**Data excerpts**
....
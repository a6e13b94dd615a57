//! # Scan Loop
//!
//! Once the daemon is synced, the service actor runs one [`ScanWorker::step`]
//! per scan tick. A step advances the persisted cursor by an adaptively sized
//! batch and publishes one `transaction` event per wallet-owned transfer leg.
//! A failed step leaves the cursor untouched, so the same range is retried.

use crate::events::{EventBus, ServiceEvent, TransactionRecord};
use crate::rpc::{BlockTransactions, RpcError, WalletRpc};
use crate::storage::CursorStore;
use std::collections::HashSet;
use std::sync::Arc;

/// A contiguous block range `[from, from + batch)`.
#[derive(Debug, Clone, Copy, PartialEq, Eq)]
pub struct ScanRange {
    pub from: u64,
    pub batch: u64,
}

impl ScanRange {
    /// The cursor value after this range has been scanned.
    pub fn to(&self) -> u64 {
        self.from + self.batch
    }
}

/// Result of a single scan step.
#[derive(Debug, Clone, Copy, PartialEq, Eq)]
pub enum StepOutcome {
    /// Nothing new to scan.
    Idle,
    Scanned { range: ScanRange, records: usize },
    Failed,
}

/// Step function from backlog size to batch size.
pub fn batch_size(backlog: u64) -> u64 {
    if backlog > 100 {
        1000
    } else if backlog > 10 {
        10
    } else {
        1
    }
}

/// Plans the next range, never reaching past the known tip.
pub fn plan(cursor: u64, known_block_count: u64) -> Option<ScanRange> {
    if cursor >= known_block_count {
        return None;
    }
    let backlog = known_block_count - cursor;
    Some(ScanRange {
        from: cursor,
        batch: batch_size(backlog).min(backlog),
    })
}

/// Splits daemon transactions into one record per transfer leg touching an owned address.
pub fn decompose(items: &[BlockTransactions], owned: &HashSet<String>) -> Vec<TransactionRecord> {
    let mut records = Vec::new();
    for item in items {
        for tx in &item.transactions {
            for transfer in &tx.transfers {
                if transfer.amount == 0.0 || !owned.contains(&transfer.address) {
                    continue;
                }
                records.push(TransactionRecord {
                    transaction_hash: tx.transaction_hash.clone(),
                    block_hash: item.block_hash.clone(),
                    block_index: tx.block_index,
                    amount: transfer.amount.abs(),
                    fee: tx.fee,
                    address: transfer.address.clone(),
                    payment_id: tx.payment_id.clone(),
                    unlock_time: tx.unlock_time,
                    timestamp: tx.timestamp,
                    inbound: transfer.amount > 0.0,
                    is_base: tx.is_base,
                });
            }
        }
    }
    records
}

pub(crate) struct ScanWorker {
    rpc: Arc<dyn WalletRpc>,
    store: Arc<dyn CursorStore>,
    bus: EventBus,
    app_name: String,
}

impl ScanWorker {
    pub(crate) fn new(
        rpc: Arc<dyn WalletRpc>,
        store: Arc<dyn CursorStore>,
        bus: EventBus,
        app_name: String,
    ) -> Self {
        Self {
            rpc,
            store,
            bus,
            app_name,
        }
    }

    /// Runs one scan step against the given known tip.
    pub(crate) async fn step(&self, known_block_count: u64) -> StepOutcome {
        let cursor = match self.store.get_cursor(&self.app_name).await {
            Ok(cursor) => cursor,
            Err(e) => {
                self.bus
                    .emit(ServiceEvent::Error(format!("Failed to read scan cursor: {:#}", e)));
                return StepOutcome::Failed;
            }
        };

        let Some(range) = plan(cursor, known_block_count) else {
            return StepOutcome::Idle;
        };

        self.bus.emit(ServiceEvent::Scan {
            from: range.from,
            to: range.to(),
        });

        let records = match self.fetch(range).await {
            Ok(records) => records,
            Err(e) => {
                self.bus.emit(ServiceEvent::Error(format!(
                    "Scan of blocks {}..{} failed: {}",
                    range.from,
                    range.to(),
                    e
                )));
                return StepOutcome::Failed;
            }
        };

        let count = records.len();
        for record in records {
            self.bus.emit(ServiceEvent::Transaction(record));
        }

        if let Err(e) = self.store.set_cursor(&self.app_name, range.to()).await {
            self.bus
                .emit(ServiceEvent::Error(format!("Failed to persist scan cursor: {:#}", e)));
            return StepOutcome::Failed;
        }

        tracing::debug!(from = range.from, to = range.to(), records = count, "Scan step complete");
        StepOutcome::Scanned {
            range,
            records: count,
        }
    }

    async fn fetch(&self, range: ScanRange) -> Result<Vec<TransactionRecord>, RpcError> {
        let owned: HashSet<String> = self.rpc.get_addresses().await?.into_iter().collect();
        let items = self.rpc.get_transactions(range.from, range.batch).await?;
        Ok(decompose(&items, &owned))
    }
}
....
**Assigned task**
In this exercise, give every record above again exactly.

**Expected answer**
repository a6e13b94dd615a57
//! # Scan Loop
//!
//! Once the daemon is synced, the service actor runs one [`ScanWorker::step`]
//! per scan tick. A step advances the persisted cursor by an adaptively sized
//! batch and publishes one `transaction` event per wallet-owned transfer leg.
//! A failed step leaves the cursor untouched, so the same range is retried.

use crate::events::{EventBus, ServiceEvent, TransactionRecord};
use crate::rpc::{BlockTransactions, RpcError, WalletRpc};
use crate::storage::CursorStore;
use std::collections::HashSet;
use std::sync::Arc;

/// A contiguous block range `[from, from + batch)`.
#[derive(Debug, Clone, Copy, PartialEq, Eq)]
pub struct ScanRange {
    pub from: u64,
    pub batch: u64,
}

impl ScanRange {
    /// The cursor value after this range has been scanned.
    pub fn to(&self) -> u64 {
        self.from + self.batch
    }
}

/// Result of a single scan step.
#[derive(Debug, Clone, Copy, PartialEq, Eq)]
pub enum StepOutcome {
    /// Nothing new to scan.
    Idle,
    Scanned { range: ScanRange, records: usize },
    Failed,
}

/// Step function from backlog size to batch size.
pub fn batch_size(backlog: u64) -> u64 {
    if backlog > 100 {
        1000
    } else if backlog > 10 {
        10
    } else {
        1
    }
}

/// Plans the next range, never reaching past the known tip.
pub fn plan(cursor: u64, known_block_count: u64) -> Option<ScanRange> {
    if cursor >= known_block_count {
        return None;
    }
    let backlog = known_block_count - cursor;
    Some(ScanRange {
        from: cursor,
        batch: batch_size(backlog).min(backlog),
    })
}

/// Splits daemon transactions into one record per transfer leg touching an owned address.
pub fn decompose(items: &[BlockTransactions], owned: &HashSet<String>) -> Vec<TransactionRecord> {
    let mut records = Vec::new();
    for item in items {
        for tx in &item.transactions {
            for transfer in &tx.transfers {
                if transfer.amount == 0.0 || !owned.contains(&transfer.address) {
                    continue;
                }
                records.push(TransactionRecord {
                    transaction_hash: tx.transaction_hash.clone(),
                    block_hash: item.block_hash.clone(),
                    block_index: tx.block_index,
                    amount: transfer.amount.abs(),
                    fee: tx.fee,
                    address: transfer.address.clone(),
                    payment_id: tx.payment_id.clone(),
                    unlock_time: tx.unlock_time,
                    timestamp: tx.timestamp,
                    inbound: transfer.amount > 0.0,
                    is_base: tx.is_base,
                });
            }
        }
    }
    records
}

pub(crate) struct ScanWorker {
    rpc: Arc<dyn WalletRpc>,
    store: Arc<dyn CursorStore>,
    bus: EventBus,
    app_name: String,
}

impl ScanWorker {
    pub(crate) fn new(
        rpc: Arc<dyn WalletRpc>,
        store: Arc<dyn CursorStore>,
        bus: EventBus,
        app_name: String,
    ) -> Self {
        Self {
            rpc,
            store,
            bus,
            app_name,
        }
    }

    /// Runs one scan step against the given known tip.
    pub(crate) async fn step(&self, known_block_count: u64) -> StepOutcome {
        let cursor = match self.store.get_cursor(&self.app_name).await {
            Ok(cursor) => cursor,
            Err(e) => {
                self.bus
                    .emit(ServiceEvent::Error(format!("Failed to read scan cursor: {:#}", e)));
                return StepOutcome::Failed;
            }
        };

        let Some(range) = plan(cursor, known_block_count) else {
            return StepOutcome::Idle;
        };

        self.bus.emit(ServiceEvent::Scan {
            from: range.from,
            to: range.to(),
        });

        let records = match self.fetch(range).await {
            Ok(records) => records,
            Err(e) => {
                self.bus.emit(ServiceEvent::Error(format!(
                    "Scan of blocks {}..{} failed: {}",
                    range.from,
                    range.to(),
                    e
                )));
                return StepOutcome::Failed;
            }
        };

        let count = records.len();
        for record in records {
            self.bus.emit(ServiceEvent::Transaction(record));
        }

        if let Err(e) = self.store.set_cursor(&self.app_name, range.to()).await {
            self.bus
                .emit(ServiceEvent::Error(format!("Failed to persist scan cursor: {:#}", e)));
            return StepOutcome::Failed;
        }

        tracing::debug!(from = range.from, to = range.to(), records = count, "Scan step complete");
        StepOutcome::Scanned {
            range,
            records: count,
        }
    }

    async fn fetch(&self, range: ScanRange) -> Result<Vec<TransactionRecord>, RpcError> {
        let owned: HashSet<String> = self.rpc.get_addresses().await?.into_iter().collect();
        let items = self.rpc.get_transactions(range.from, range.batch).await?;
        Ok(decompose(&items, &owned))
    }
}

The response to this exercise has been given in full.